This is a delicate game for Xi. He must spread enough of China’s wealth to the countryside and to poor urban workers so that they feel they have participated in China’s vaunted economic growth, but not so much that he creates opposition to his rule. That is why Xi has imposed a dictatorship – to pull off the changes necessary to maintain social stability while keeping the economy growing, Xi will need as much power as Mao Zedong and Deng Xiaoping, his predecessors and role models. In practical terms, this means Chinese politics are about to go through a phase of intense instability, marked by purges, corruption scandals, competition over who controls the levers of state, and restrictions on all forms of expression. Xi has carried out purges for the past five years, but these were merely a prelude of more to come.
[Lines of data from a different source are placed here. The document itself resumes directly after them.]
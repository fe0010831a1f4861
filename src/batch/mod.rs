//! Batch testing
//!
//! Expands a declarative test configuration into an ordered queue of
//! (scene, format, viewpoint, replicate) jobs and runs them sequentially
//! with per-job failure isolation. Partial failure never aborts a run.

pub mod host;
pub mod runner;

pub use host::{
    FormatError, SplatFile, SplatFormat, ViewerHost, ViewerMetrics, ViewerSlot,
};
pub use runner::{
    BatchError, BatchPlan, BatchRunner, BatchTuning, CancelToken, RunState, RunSummary,
};

use crate::camera::ViewpointPreset;
use crate::quality::ImageQualityMetrics;
use chrono::{DateTime, Utc};
use serde::{Deserialize, Serialize};
use std::collections::BTreeMap;
use std::path::PathBuf;

/// Files for one scene: the uncompressed reference plus one test file per
/// format under evaluation.
#[derive(Debug, Clone, PartialEq, Serialize, Deserialize)]
pub struct BatchSceneConfig {
    pub scene_name: String,
    /// Path/URL of the reference file.
    pub reference_file: String,
    /// Format extension -> path of the compressed variant.
    pub test_files: BTreeMap<String, String>,
}

/// Declarative description of a whole batch run. Pure value; consumed
/// once to generate the job queue.
#[derive(Debug, Clone, PartialEq, Serialize, Deserialize)]
pub struct BatchTestConfig {
    pub test_name: String,
    #[serde(default)]
    pub description: Option<String>,

    pub scenes: Vec<BatchSceneConfig>,
    /// e.g. "ply"
    pub reference_format: String,
    /// e.g. ["splat", "ksplat", "spz"]
    pub test_formats: Vec<String>,
    pub viewpoints: Vec<ViewpointPreset>,

    /// Captures per (scene, format, viewpoint) configuration.
    pub replicates: u32,
    /// Wait between consecutive jobs, in milliseconds.
    pub delay_between_captures_ms: u64,
    pub capture_quality_metrics: bool,
    pub capture_performance_metrics: bool,
    pub capture_screenshots: bool,
}

impl BatchTestConfig {
    /// Total job count of the full cross-product.
    pub fn total_tests(&self) -> usize {
        self.scenes.len()
            * self.test_formats.len()
            * self.viewpoints.len()
            * self.replicates as usize
    }
}

/// One queue entry. Replicates are 1-based.
#[derive(Debug, Clone, PartialEq, Serialize, Deserialize)]
pub struct BatchJob {
    pub scene: BatchSceneConfig,
    pub format: String,
    pub viewpoint: ViewpointPreset,
    pub replicate: u32,
}

impl BatchJob {
    /// Stable human-readable job identifier.
    pub fn test_id(&self) -> String {
        format!(
            "{}_{}_{}_r{}",
            self.scene.scene_name, self.format, self.viewpoint.id, self.replicate
        )
    }
}

/// Expand a configuration into the full ordered job queue.
///
/// Deterministic nested order: scene, then format, then viewpoint, then
/// replicate innermost. The whole queue is generated eagerly before
/// execution starts.
pub fn expand_queue(config: &BatchTestConfig) -> Vec<BatchJob> {
    let mut queue = Vec::with_capacity(config.total_tests());
    for scene in &config.scenes {
        for format in &config.test_formats {
            for viewpoint in &config.viewpoints {
                for replicate in 1..=config.replicates {
                    queue.push(BatchJob {
                        scene: scene.clone(),
                        format: format.clone(),
                        viewpoint: viewpoint.clone(),
                        replicate,
                    });
                }
            }
        }
    }
    queue
}

/// Outcome of one completed job. Appended to the result list and never
/// mutated afterwards; a failed job contributes no result at all.
#[derive(Debug, Clone, PartialEq, Serialize, Deserialize)]
pub struct BatchResult {
    pub test_id: String,
    pub timestamp: DateTime<Utc>,

    pub scene_name: String,
    pub test_format: String,
    pub viewpoint_name: String,
    pub replicate_number: u32,

    /// Absent when quality capture was disabled for the run.
    pub quality: Option<ImageQualityMetrics>,

    pub load_time_ms: Option<f64>,
    pub fps: Option<f64>,
    pub fps_1_percent_low: Option<f64>,
    pub memory_mb: Option<f64>,
    pub frame_time_variance: Option<f64>,

    pub screenshot_path: Option<PathBuf>,

    pub environment: EnvironmentInfo,
}

/// Environment columns carried on every result record.
#[derive(Debug, Clone, PartialEq, Default, Serialize, Deserialize)]
pub struct EnvironmentInfo {
    pub renderer_name: String,
    pub renderer_version: String,
    pub gpu: String,
}

/// Progress snapshot reported before each job.
#[derive(Debug, Clone, PartialEq, Serialize)]
pub struct BatchProgress {
    pub total_tests: usize,
    pub completed_tests: usize,
    pub current_test: Option<CurrentTest>,
    /// Extrapolated from elapsed time over completed jobs, in seconds.
    pub estimated_time_remaining_secs: f64,
}

#[derive(Debug, Clone, PartialEq, Serialize)]
pub struct CurrentTest {
    pub scene: String,
    pub format: String,
    pub viewpoint: String,
    pub replicate: u32,
}

impl From<&BatchJob> for CurrentTest {
    fn from(job: &BatchJob) -> Self {
        Self {
            scene: job.scene.scene_name.clone(),
            format: job.format.clone(),
            viewpoint: job.viewpoint.name.clone(),
            replicate: job.replicate,
        }
    }
}

fn base_config(test_name: &str, description: &str) -> BatchTestConfig {
    BatchTestConfig {
        test_name: test_name.to_string(),
        description: Some(description.to_string()),
        scenes: Vec::new(),
        reference_format: "ply".to_string(),
        test_formats: Vec::new(),
        viewpoints: Vec::new(),
        replicates: 1,
        delay_between_captures_ms: 500,
        capture_quality_metrics: true,
        capture_performance_metrics: true,
        capture_screenshots: false,
    }
}

/// Predefined test templates. Scenes and viewpoints are filled in by the
/// caller based on what is available.
pub mod templates {
    use super::{base_config, BatchTestConfig};
    use crate::camera::standard_viewpoints;

    /// Fast 2-viewpoint, 1-replicate smoke test (~2-5 min).
    pub fn quick_validation() -> BatchTestConfig {
        let mut config = base_config(
            "quick-validation",
            "Fast validation (2 viewpoints, 1 replicate)",
        );
        config.test_formats = vec!["splat".into(), "spz".into()];
        config.viewpoints = standard_viewpoints().into_iter().take(2).collect();
        config.delay_between_captures_ms = 200;
        config
    }

    /// All formats across scenes, 2 replicates (~10-20 min).
    pub fn format_comparison() -> BatchTestConfig {
        let mut config = base_config(
            "format-comparison",
            "Compare all formats across scenes (3 viewpoints, 2 replicates)",
        );
        config.test_formats = vec!["splat".into(), "ksplat".into(), "spz".into()];
        config.viewpoints = standard_viewpoints().into_iter().take(3).collect();
        config.replicates = 2;
        config.capture_screenshots = true;
        config
    }

    /// Complete evaluation for paper submissions (~1-2 hours).
    pub fn paper_evaluation() -> BatchTestConfig {
        let mut config = base_config(
            "paper-evaluation",
            "Complete benchmark (5 viewpoints, 3 replicates)",
        );
        config.test_formats = vec!["splat".into(), "ksplat".into(), "spz".into()];
        config.viewpoints = standard_viewpoints();
        config.replicates = 3;
        config.capture_screenshots = true;
        config
    }

    /// FPS/memory focus with extra replicates; quality capture disabled.
    pub fn performance_profiling() -> BatchTestConfig {
        let mut config = base_config(
            "performance-profile",
            "FPS/memory profiling with 5 replicates (2 viewpoints)",
        );
        config.test_formats = vec!["splat".into(), "ksplat".into(), "spz".into()];
        config.viewpoints = standard_viewpoints().into_iter().take(2).collect();
        config.replicates = 5;
        config.delay_between_captures_ms = 1000;
        config.capture_quality_metrics = false;
        config
    }

    /// Deep evaluation of one format across all scenes.
    pub fn single_format(format: &str) -> BatchTestConfig {
        let mut config = base_config(
            "single-format",
            "Deep evaluation of one format across all scenes",
        );
        config.test_formats = vec![format.to_string()];
        config.viewpoints = standard_viewpoints();
        config.replicates = 3;
        config.capture_screenshots = true;
        config
    }
}

#[cfg(test)]
mod tests {
    use super::{expand_queue, templates, BatchSceneConfig, BatchTestConfig};
    use crate::camera::standard_viewpoints;
    use std::collections::BTreeMap;

    pub(crate) fn scene(name: &str, formats: &[&str]) -> BatchSceneConfig {
        let mut test_files = BTreeMap::new();
        for format in formats {
            test_files.insert(format.to_string(), format!("{name}.{format}"));
        }
        BatchSceneConfig {
            scene_name: name.to_string(),
            reference_file: format!("{name}.ply"),
            test_files,
        }
    }

    pub(crate) fn two_scene_config() -> BatchTestConfig {
        BatchTestConfig {
            test_name: "test".to_string(),
            description: None,
            scenes: vec![scene("bonsai", &["splat", "spz"]), scene("truck", &["splat", "spz"])],
            reference_format: "ply".to_string(),
            test_formats: vec!["splat".to_string(), "spz".to_string()],
            viewpoints: standard_viewpoints().into_iter().take(3).collect(),
            replicates: 2,
            delay_between_captures_ms: 100,
            capture_quality_metrics: true,
            capture_performance_metrics: true,
            capture_screenshots: false,
        }
    }

    #[test]
    fn queue_size_is_the_full_cross_product() {
        let config = two_scene_config();
        let queue = expand_queue(&config);
        assert_eq!(queue.len(), 2 * 2 * 3 * 2);
        assert_eq!(queue.len(), config.total_tests());
    }

    #[test]
    fn queue_order_nests_replicate_innermost() {
        let config = two_scene_config();
        let queue = expand_queue(&config);

        // First jobs: same scene/format/viewpoint, replicates 1 then 2.
        assert_eq!(queue[0].scene.scene_name, "bonsai");
        assert_eq!(queue[0].format, "splat");
        assert_eq!(queue[0].viewpoint.id, "front");
        assert_eq!(queue[0].replicate, 1);
        assert_eq!(queue[1].replicate, 2);
        // Then the next viewpoint.
        assert_eq!(queue[2].viewpoint.id, "close");
        // Formats change only after all viewpoints for the scene.
        assert_eq!(queue[6].format, "spz");
        // Second scene starts at the halfway point.
        assert_eq!(queue[12].scene.scene_name, "truck");
    }

    #[test]
    fn empty_axes_produce_empty_queue() {
        let mut config = two_scene_config();
        config.test_formats.clear();
        assert!(expand_queue(&config).is_empty());
    }

    #[test]
    fn test_id_is_stable_and_descriptive() {
        let queue = expand_queue(&two_scene_config());
        assert_eq!(queue[0].test_id(), "bonsai_splat_front_r1");
    }

    #[test]
    fn templates_have_expected_shape() {
        let quick = templates::quick_validation();
        assert_eq!(quick.viewpoints.len(), 2);
        assert_eq!(quick.replicates, 1);
        assert!(quick.capture_quality_metrics);

        // Front, close-up and wide views only.
        let comparison = templates::format_comparison();
        assert_eq!(comparison.viewpoints.len(), 3);
        assert_eq!(comparison.replicates, 2);

        let paper = templates::paper_evaluation();
        assert_eq!(paper.viewpoints.len(), 5);
        assert_eq!(paper.replicates, 3);
        assert!(paper.capture_screenshots);

        let perf = templates::performance_profiling();
        assert!(!perf.capture_quality_metrics);
        assert_eq!(perf.replicates, 5);

        let single = templates::single_format("spz");
        assert_eq!(single.test_formats, vec!["spz".to_string()]);
    }

    #[test]
    fn standard_viewpoints_feed_template_queues() {
        let mut config = templates::format_comparison();
        config.scenes = vec![scene("garden", &["splat", "ksplat", "spz"])];
        let queue = expand_queue(&config);
        assert_eq!(queue.len(), 1 * 3 * 3 * 2);
        assert_eq!(queue.len(), config.total_tests());
        assert_eq!(queue[0].viewpoint.id, standard_viewpoints()[0].id);
    }
}
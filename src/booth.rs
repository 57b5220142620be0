//! The voting booth: proof-checked ballot casting and signature-gated sweeps.
//!
//! A booth serves one motion. Casting a ballot authenticates the voter's
//! claimed previous weight against the root stored on their balance card,
//! settles the quadratic charge and tally release, and writes the new root
//! back to the card. Settlement runs against a staged copy of the
//! collaborators, which replaces the live state only when every step succeeded.

use log::{debug, info, warn};
use num_bigint::{BigInt, BigUint};
use num_traits::Zero;
use thiserror::Error;

use crate::address::Address;
use crate::ballot::{plan_ballot, BallotError, BallotPlan, Side};
use crate::cards::{BalanceCards, CardError, CardId};
use crate::config::{BoothConfig, ConfigError};
use crate::consolidate::{consolidation_message, recover_signer, ConsolidationError, SweepSignature};
use crate::digest::{digest_to_hex, Digest32, ZERO_DIGEST};
use crate::leaf::{encode_leaf, format_units, LeafError};
use crate::ledger::{LedgerError, TokenLedger};
use crate::merkle::{
    verify_and_compute_new_root, CompactProof, DefaultHashes, MerkleError, MerkleProof,
};

/// Reasons a cast or sweep is refused. None of them leave partial effects.
#[derive(Debug, Clone, PartialEq, Eq, Error)]
pub enum BoothError {
    /// The claimed previous weight and proof do not reproduce the card root.
    #[error("stale proof for card {card}: does not reproduce root {root}")]
    StaleProof {
        /// Card whose root was checked.
        card: CardId,
        /// Root on record, hex encoded.
        root: String,
    },
    /// Proof does not carry one sibling per tree level.
    #[error("proof carries {actual} siblings, expected {expected}")]
    ProofLengthMismatch {
        /// Tree depth.
        expected: usize,
        /// Siblings supplied.
        actual: usize,
    },
    /// Motion index does not fit the tree.
    #[error("leaf index {index} outside a depth-{depth} tree")]
    IndexOutOfRange {
        /// Offending index.
        index: u64,
        /// Tree depth.
        depth: usize,
    },
    /// Any other tree failure (depth, compact proof decoding).
    #[error(transparent)]
    Merkle(MerkleError),
    /// Weight outside the signed 256-bit range.
    #[error(transparent)]
    Leaf(#[from] LeafError),
    /// Transition rejected by the ballot rules.
    #[error(transparent)]
    Ballot(#[from] BallotError),
    /// Voter cannot cover the charge.
    #[error("insufficient voice credits for {voter}: needed {needed}, available {available}")]
    InsufficientVoiceCredits {
        /// Card owner.
        voter: Address,
        /// Charge.
        needed: BigUint,
        /// Voter balance.
        available: BigUint,
    },
    /// Voter has not allowed the booth to pull the charge.
    #[error("booth allowance from {voter} too low: needed {needed}, available {available}")]
    InsufficientAllowance {
        /// Card owner.
        voter: Address,
        /// Charge.
        needed: BigUint,
        /// Remaining allowance.
        available: BigUint,
    },
    /// Booth holds too few tally tokens to release.
    #[error("tally reserve exhausted: needed {needed}, available {available}")]
    TallyReserveExhausted {
        /// Tally to release.
        needed: BigUint,
        /// Booth balance.
        available: BigUint,
    },
    /// Booth is neither owner nor approved operator of the card.
    #[error("booth is not approved to write card {0}")]
    BoothNotApproved(CardId),
    /// Card registry failure.
    #[error(transparent)]
    Card(#[from] CardError),
    /// Other ledger failure.
    #[error(transparent)]
    Ledger(LedgerError),
    /// Sweep signed by someone other than the consolidator.
    #[error("unauthorised signer {signer}")]
    UnauthorizedSigner {
        /// Recovered address.
        signer: Address,
    },
    /// Sweep signature could not be recovered.
    #[error(transparent)]
    InvalidSignature(#[from] ConsolidationError),
    /// Booth configuration rejected.
    #[error(transparent)]
    Config(#[from] ConfigError),
}

impl From<MerkleError> for BoothError {
    fn from(err: MerkleError) -> Self {
        match err {
            MerkleError::ProofLengthMismatch { expected, actual } => {
                Self::ProofLengthMismatch { expected, actual }
            }
            MerkleError::IndexOutOfRange { index, depth } => Self::IndexOutOfRange { index, depth },
            other => Self::Merkle(other),
        }
    }
}

/// A voter's request to move their weight on the booth's motion.
#[derive(Debug, Clone, PartialEq, Eq)]
pub struct BallotRequest {
    /// Card holding the voter's tree root.
    pub card_id: CardId,
    /// Sibling path for the motion's leaf under the card's current root.
    pub proof: MerkleProof,
    /// Weight currently recorded in the leaf (fixed point, 10^18).
    pub previous: BigInt,
    /// Requested weight (fixed point, 10^18).
    pub next: BigInt,
}

/// Committed effects of a cast.
#[derive(Debug, Clone, PartialEq, Eq)]
pub struct BallotReceipt {
    /// Card that was updated.
    pub card_id: CardId,
    /// Card owner charged for the ballot.
    pub voter: Address,
    /// Motion (leaf index) that changed.
    pub motion_id: u64,
    /// Root before the cast.
    pub previous_root: Digest32,
    /// Root written to the card.
    pub new_root: Digest32,
    /// Charge, tally and routing.
    pub plan: BallotPlan,
    /// Pool that received the charge and tally, if any.
    pub pool: Option<Address>,
}

/// External state a booth settles against.
///
/// Each cast stages a full clone of this value, so its cost grows with the
/// number of stored cards and accounts. That is linear in the in-memory
/// stores; a large backend should implement the traits on a cheaply cloned
/// handle with its own transaction.
#[derive(Debug, Clone, Default)]
pub struct Collaborators<C, L> {
    /// Balance-card registry.
    pub cards: C,
    /// Voice-credit ledger.
    pub voice_credits: L,
    /// Tally-token ledger.
    pub votes: L,
}

/// Booth bound to one motion.
#[derive(Debug, Clone)]
pub struct VotingBooth {
    config: BoothConfig,
    defaults: DefaultHashes,
}

impl VotingBooth {
    /// Validates `config` and precomputes the tree's default nodes.
    pub fn new(config: BoothConfig) -> Result<Self, BoothError> {
        config.validate()?;
        let defaults = DefaultHashes::new(config.tree_depth)?;
        Ok(Self { config, defaults })
    }

    /// Deployment configuration.
    pub fn config(&self) -> &BoothConfig {
        &self.config
    }

    /// Default nodes of the card trees.
    pub fn defaults(&self) -> &DefaultHashes {
        &self.defaults
    }

    /// Pool address for `side`.
    pub fn pool(&self, side: Side) -> Address {
        match side {
            Side::Yes => self.config.yes_box,
            Side::No => self.config.no_box,
        }
    }

    /// Root recorded for `card`; a zero payload stands for the empty tree.
    pub fn card_root<C: BalanceCards>(&self, cards: &C, card: CardId) -> Result<Digest32, BoothError> {
        let data = cards.read_data(card)?;
        if data == ZERO_DIGEST {
            return Ok(self.defaults.empty_root());
        }
        Ok(data)
    }

    /// Casts a ballot whose proof arrives in compact wire form.
    pub fn cast_compact_ballot<C, L>(
        &self,
        state: &mut Collaborators<C, L>,
        card_id: CardId,
        compact_proof: &[u8],
        previous: BigInt,
        next: BigInt,
    ) -> Result<BallotReceipt, BoothError>
    where
        C: BalanceCards + Clone,
        L: TokenLedger + Clone,
    {
        let proof = CompactProof::from_bytes(compact_proof)?.expand(&self.defaults)?;
        let request = BallotRequest {
            card_id,
            proof,
            previous,
            next,
        };
        self.cast_ballot(state, &request)
    }

    /// Verifies, settles and records a ballot. Either every effect lands or none does.
    pub fn cast_ballot<C, L>(
        &self,
        state: &mut Collaborators<C, L>,
        request: &BallotRequest,
    ) -> Result<BallotReceipt, BoothError>
    where
        C: BalanceCards + Clone,
        L: TokenLedger + Clone,
    {
        let card = request.card_id;
        let booth = self.config.booth;
        let voter = state.cards.owner_of(card)?;
        if !state.cards.is_authorized(&booth, card)? {
            return Err(BoothError::BoothNotApproved(card));
        }

        let old_leaf = encode_leaf(&request.previous)?;
        let new_leaf = encode_leaf(&request.next)?;
        let previous_root = self.card_root(&state.cards, card)?;
        let new_root = verify_and_compute_new_root(
            self.config.tree_depth,
            self.config.motion_id,
            &request.proof,
            &old_leaf,
            &new_leaf,
            &previous_root,
        )
        .map_err(|err| match err {
            MerkleError::ProofMismatch => {
                warn!(
                    "QSYS|mod=BOOTH|evt=STALE_PROOF|card={card}|motion={}|root={}",
                    self.config.motion_id,
                    digest_to_hex(&previous_root)
                );
                BoothError::StaleProof {
                    card,
                    root: digest_to_hex(&previous_root),
                }
            }
            other => other.into(),
        })?;

        let plan = plan_ballot(&request.previous, &request.next)?;
        let pool = plan.side.map(|side| self.pool(side));
        debug!(
            "QSYS|mod=BOOTH|evt=PLAN|card={card}|prev={}|next={}|charge={}|tally={}",
            format_units(&plan.previous),
            format_units(&plan.next),
            plan.charge,
            plan.tally
        );

        let mut staged = state.clone();
        if let Some(pool) = pool {
            self.settle(&mut staged, &voter, &pool, &plan)?;
        }
        staged.cards.write_data(&booth, card, new_root)?;
        *state = staged;

        info!(
            "QSYS|mod=BOOTH|evt=CAST|card={card}|voter={voter}|motion={}|side={}|charge={}|tally={}|root={}",
            self.config.motion_id,
            plan.side.map(|side| side.to_string()).unwrap_or_else(|| "none".to_string()),
            plan.charge,
            plan.tally,
            digest_to_hex(&new_root)
        );
        Ok(BallotReceipt {
            card_id: card,
            voter,
            motion_id: self.config.motion_id,
            previous_root,
            new_root,
            plan,
            pool,
        })
    }

    fn settle<C, L: TokenLedger>(
        &self,
        staged: &mut Collaborators<C, L>,
        voter: &Address,
        pool: &Address,
        plan: &BallotPlan,
    ) -> Result<(), BoothError> {
        let booth = self.config.booth;
        if !plan.charge.is_zero() {
            staged
                .voice_credits
                .transfer_from(&booth, voter, pool, &plan.charge)
                .map_err(|err| match err {
                    LedgerError::InsufficientBalance {
                        needed, available, ..
                    } => BoothError::InsufficientVoiceCredits {
                        voter: *voter,
                        needed,
                        available,
                    },
                    LedgerError::InsufficientAllowance {
                        needed, available, ..
                    } => BoothError::InsufficientAllowance {
                        voter: *voter,
                        needed,
                        available,
                    },
                    other => BoothError::Ledger(other),
                })?;
        }
        if !plan.tally.is_zero() {
            staged
                .votes
                .transfer(&booth, pool, &plan.tally)
                .map_err(|err| match err {
                    LedgerError::InsufficientBalance {
                        needed, available, ..
                    } => BoothError::TallyReserveExhausted { needed, available },
                    other => BoothError::Ledger(other),
                })?;
        }
        Ok(())
    }

    /// Sweeps the booth's whole balance on `ledger` to the consolidator when
    /// `signature` over the booth address recovers to that consolidator.
    pub fn consolidate<L: TokenLedger>(
        &self,
        ledger: &mut L,
        signature: &SweepSignature,
    ) -> Result<BigUint, BoothError> {
        let booth = self.config.booth;
        let signer = recover_signer(&consolidation_message(&booth), signature)?;
        if signer != self.config.consolidator {
            warn!("QSYS|mod=BOOTH|evt=SWEEP_REJECTED|signer={signer}");
            return Err(BoothError::UnauthorizedSigner { signer });
        }
        let balance = ledger.balance_of(&booth);
        ledger
            .transfer(&booth, &self.config.consolidator, &balance)
            .map_err(BoothError::Ledger)?;
        info!(
            "QSYS|mod=BOOTH|evt=SWEEP|to={}|amount={balance}",
            self.config.consolidator
        );
        Ok(balance)
    }
}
As Xi moves forward with his economic policies in 2018, he will create new enemies, and they will have to be removed. No faction of enemies will become strong enough to supplant Xi in 2018 – he is powerful enough to put down potential usurpers – but challenges will arise, and Xi will respond. It will not be enough for Xi to announce new policies. He needs the People’s Liberation Army and China’s vast bureaucracy to carry out his wishes.
This will create a curious dichotomy. China’s persona as a burgeoning power in the South China Sea, and an architect of vast infrastructure meant to solidify Chinese influence in the coming century, is incongruous with its true self – a political regime that will be far more preoccupied with what is going on at home than what can be accomplished abroad.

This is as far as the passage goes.